ASSIGNMENT
The answer must consist of every line below that contains the word "false".

**********

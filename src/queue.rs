//! Fixed-size task queue with a fixed pool of workers
//!
//! [`TaskQueue`] is the simple, non-adaptive primitive: a bounded buffer feeding a
//! pool of `worker_count` tokio tasks that never grows or shrinks. It is used for
//! work produced continuously while a build phase runs (resource downloads, link
//! validation). The adaptive counterpart for known batches is
//! [`Backend`](crate::dispatch::Backend).
//!
//! Admission is non-blocking: [`TaskQueue::add_task`] returns `false` when the
//! queue is closed or its buffer is full. The producer decides what a rejection
//! means (log and drop, or fail the scheduling call).

use crate::context::Context;
use crate::error::{ContextError, Error, Result, WorkerError};
use crate::worker::Worker;
use std::sync::atomic::{AtomicU64, Ordering};
use std::sync::{Arc, Mutex, RwLock};
use tokio::sync::mpsc;
use tokio::sync::mpsc::error::TrySendError;
use tokio_util::sync::CancellationToken;
use tokio_util::task::TaskTracker;

/// Buffer capacity used by [`TaskQueue::new`]
pub const DEFAULT_QUEUE_CAPACITY: usize = 1024;

/// Counters describing what a queue has done so far
#[derive(Debug, Clone, Copy, Default, PartialEq, Eq)]
pub struct QueueStats {
    /// Tasks accepted by `add_task`
    pub accepted: u64,
    /// Tasks refused by `add_task`
    pub rejected: u64,
    /// Tasks whose worker returned successfully
    pub completed: u64,
    /// Tasks whose worker returned an error
    pub failed: u64,
}

/// State shared between the queue handle, its controller and the worker tasks
struct QueueShared {
    name: String,
    fail_fast: bool,
    /// Admission flag; the write lock orders `stop` after any in-progress send
    open: RwLock<bool>,
    /// Fires when admission closes so idle workers drain and exit
    stopped: CancellationToken,
    /// Queue-scoped context, canceled on fail-fast abort
    ctx: Context,
    tracker: TaskTracker,
    first_error: Mutex<Option<WorkerError>>,
    aborted: Mutex<Option<ContextError>>,
    accepted: AtomicU64,
    rejected: AtomicU64,
    completed: AtomicU64,
    failed: AtomicU64,
}

impl QueueShared {
    fn close(&self) {
        match self.open.write() {
            Ok(mut open) => *open = false,
            Err(poisoned) => *poisoned.into_inner() = false,
        }
        self.stopped.cancel();
    }

    fn stats(&self) -> QueueStats {
        QueueStats {
            accepted: self.accepted.load(Ordering::Relaxed),
            rejected: self.rejected.load(Ordering::Relaxed),
            completed: self.completed.load(Ordering::Relaxed),
            failed: self.failed.load(Ordering::Relaxed),
        }
    }

    fn record_failure(&self, err: WorkerError) {
        self.failed.fetch_add(1, Ordering::Relaxed);

        if !self.fail_fast {
            tracing::warn!(queue = %self.name, code = err.code(), error = %err, "task failed, continuing");
            return;
        }

        let first = {
            let mut slot = self
                .first_error
                .lock()
                .unwrap_or_else(|poisoned| poisoned.into_inner());
            if slot.is_none() {
                *slot = Some(err.clone());
                true
            } else {
                false
            }
        };

        if first {
            tracing::error!(queue = %self.name, code = err.code(), error = %err, "task failed, aborting queue");
            self.close();
            self.ctx.cancel();
        }
    }

    fn record_abort(&self, err: ContextError) {
        let mut slot = self
            .aborted
            .lock()
            .unwrap_or_else(|poisoned| poisoned.into_inner());
        if slot.is_none() {
            *slot = Some(err);
        }
    }
}

/// Producer handle of a task queue
///
/// Cheap to clone; every clone feeds the same buffer.
pub struct TaskQueue<T> {
    shared: Arc<QueueShared>,
    sender: mpsc::Sender<T>,
}

impl<T> Clone for TaskQueue<T> {
    fn clone(&self) -> Self {
        Self {
            shared: Arc::clone(&self.shared),
            sender: self.sender.clone(),
        }
    }
}

/// Handle to stop a queue and await its drain
#[derive(Clone)]
pub struct QueueController {
    shared: Arc<QueueShared>,
}

/// Outcome of one worker iteration
enum Next<T> {
    Task(T),
    Closed,
    Abort(ContextError),
}

impl<T> TaskQueue<T>
where
    T: Send + 'static,
{
    /// Create a queue with [`DEFAULT_QUEUE_CAPACITY`] and start its workers
    ///
    /// # Arguments
    ///
    /// * `ctx` - Context governing the queue; canceling it stops all workers
    /// * `name` - Queue name used in logs and errors
    /// * `worker_count` - Fixed number of workers (must be > 0)
    /// * `worker` - Work function shared by all workers
    /// * `fail_fast` - Abort the queue on the first task error instead of logging and continuing
    ///
    /// # Errors
    ///
    /// Returns a configuration error if `worker_count` is zero.
    pub fn new<W>(
        ctx: &Context,
        name: &str,
        worker_count: usize,
        worker: W,
        fail_fast: bool,
    ) -> Result<(Self, QueueController)>
    where
        W: Worker<T> + 'static,
    {
        Self::with_capacity(
            ctx,
            name,
            worker_count,
            DEFAULT_QUEUE_CAPACITY,
            worker,
            fail_fast,
        )
    }

    /// Create a queue with an explicit buffer capacity and start its workers
    ///
    /// # Errors
    ///
    /// Returns a configuration error if `worker_count` or `capacity` is zero.
    pub fn with_capacity<W>(
        ctx: &Context,
        name: &str,
        worker_count: usize,
        capacity: usize,
        worker: W,
        fail_fast: bool,
    ) -> Result<(Self, QueueController)>
    where
        W: Worker<T> + 'static,
    {
        if worker_count == 0 {
            return Err(Error::config(
                "worker_count",
                format!("queue {name} needs at least one worker"),
            ));
        }
        if capacity == 0 {
            return Err(Error::config(
                "capacity",
                format!("queue {name} needs a buffer capacity of at least one task"),
            ));
        }

        let (sender, receiver) = mpsc::channel(capacity);
        let receiver = Arc::new(tokio::sync::Mutex::new(receiver));
        let worker = Arc::new(worker);

        let shared = Arc::new(QueueShared {
            name: name.to_string(),
            fail_fast,
            open: RwLock::new(true),
            stopped: CancellationToken::new(),
            ctx: ctx.child(),
            tracker: TaskTracker::new(),
            first_error: Mutex::new(None),
            aborted: Mutex::new(None),
            accepted: AtomicU64::new(0),
            rejected: AtomicU64::new(0),
            completed: AtomicU64::new(0),
            failed: AtomicU64::new(0),
        });

        for slot in 0..worker_count {
            let shared = Arc::clone(&shared);
            let receiver = Arc::clone(&receiver);
            let worker = Arc::clone(&worker);
            shared
                .tracker
                .clone()
                .spawn(run_worker(slot, shared, receiver, worker));
        }
        shared.tracker.close();

        tracing::debug!(queue = %name, worker_count, capacity, fail_fast, "task queue started");

        Ok((
            Self {
                shared: Arc::clone(&shared),
                sender,
            },
            QueueController { shared },
        ))
    }

    /// Offer a task to the queue
    ///
    /// Returns `false` when the queue is closed or its buffer is full; the task is
    /// dropped and will never be executed. Never blocks.
    pub fn add_task(&self, task: T) -> bool {
        let open = match self.shared.open.read() {
            Ok(open) => open,
            Err(poisoned) => poisoned.into_inner(),
        };

        if !*open {
            self.shared.rejected.fetch_add(1, Ordering::Relaxed);
            tracing::debug!(queue = %self.shared.name, "task rejected: queue closed");
            return false;
        }

        match self.sender.try_send(task) {
            Ok(()) => {
                self.shared.accepted.fetch_add(1, Ordering::Relaxed);
                true
            }
            Err(TrySendError::Full(_)) => {
                self.shared.rejected.fetch_add(1, Ordering::Relaxed);
                tracing::debug!(queue = %self.shared.name, "task rejected: queue full");
                false
            }
            Err(TrySendError::Closed(_)) => {
                self.shared.rejected.fetch_add(1, Ordering::Relaxed);
                tracing::debug!(queue = %self.shared.name, "task rejected: workers gone");
                false
            }
        }
    }

    /// Queue name
    pub fn name(&self) -> &str {
        &self.shared.name
    }
}

impl QueueController {
    /// Close admission; already buffered tasks still run
    pub fn stop(&self) {
        tracing::debug!(queue = %self.shared.name, "stopping task queue");
        self.shared.close();
    }

    /// Wait until every worker has exited
    ///
    /// Workers exit once [`stop`](Self::stop) was called and the buffer is
    /// drained, after a fail-fast abort, or when the governing context ends.
    ///
    /// # Errors
    ///
    /// - [`Error::Worker`] with the first task error in fail-fast mode
    /// - [`Error::Context`] when the governing context ended before the drain finished
    pub async fn wait(&self) -> Result<QueueStats> {
        self.shared.tracker.wait().await;

        let stats = self.shared.stats();
        let first_error = self
            .shared
            .first_error
            .lock()
            .unwrap_or_else(|poisoned| poisoned.into_inner())
            .clone();
        if let Some(err) = first_error {
            return Err(Error::Worker(err));
        }

        let aborted = *self
            .shared
            .aborted
            .lock()
            .unwrap_or_else(|poisoned| poisoned.into_inner());
        if let Some(err) = aborted {
            return Err(Error::Context(err));
        }

        tracing::debug!(
            queue = %self.shared.name,
            completed = stats.completed,
            failed = stats.failed,
            rejected = stats.rejected,
            "task queue drained"
        );
        Ok(stats)
    }

    /// Stop admission and wait for the drain
    pub async fn shutdown(&self) -> Result<QueueStats> {
        self.stop();
        self.wait().await
    }

    /// Current counters
    pub fn stats(&self) -> QueueStats {
        self.shared.stats()
    }

    /// Returns true once admission is closed
    pub fn is_closed(&self) -> bool {
        match self.shared.open.read() {
            Ok(open) => !*open,
            Err(poisoned) => !*poisoned.into_inner(),
        }
    }

    /// Queue name
    pub fn name(&self) -> &str {
        &self.shared.name
    }
}

async fn run_worker<T, W>(
    slot: usize,
    shared: Arc<QueueShared>,
    receiver: Arc<tokio::sync::Mutex<mpsc::Receiver<T>>>,
    worker: Arc<W>,
) where
    T: Send + 'static,
    W: Worker<T> + 'static,
{
    loop {
        let next = {
            let mut receiver = receiver.lock().await;
            tokio::select! {
                biased;
                err = shared.ctx.done() => Next::Abort(err),
                task = receiver.recv() => match task {
                    Some(task) => Next::Task(task),
                    None => Next::Closed,
                },
                _ = shared.stopped.cancelled() => match receiver.try_recv() {
                    Ok(task) => Next::Task(task),
                    Err(_) => Next::Closed,
                },
            }
        };

        match next {
            Next::Task(task) => match worker.work(&shared.ctx, task).await {
                Ok(()) => {
                    shared.completed.fetch_add(1, Ordering::Relaxed);
                }
                Err(err) if err.is_cancellation() && shared.ctx.err().is_some() => {
                    // the task observed the queue shutting down
                    shared.failed.fetch_add(1, Ordering::Relaxed);
                }
                Err(err) => shared.record_failure(err),
            },
            Next::Closed => break,
            Next::Abort(err) => {
                let own_abort = shared
                    .first_error
                    .lock()
                    .map(|slot| slot.is_some())
                    .unwrap_or(true);
                if !own_abort {
                    tracing::warn!(queue = %shared.name, slot, error = %err, "task queue interrupted");
                    shared.record_abort(err);
                }
                shared.close();
                break;
            }
        }
    }
    tracing::trace!(queue = %shared.name, slot, "queue worker exited");
}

**********

EXERCISE ANSWER
//! Admission is non-blocking: [`TaskQueue::add_task`] returns `false` when the
            Ok(mut open) => *open = false,
            Err(poisoned) => *poisoned.into_inner() = false,
                false
    /// Returns `false` when the queue is closed or its buffer is full; the task is
            return false;
                false
                false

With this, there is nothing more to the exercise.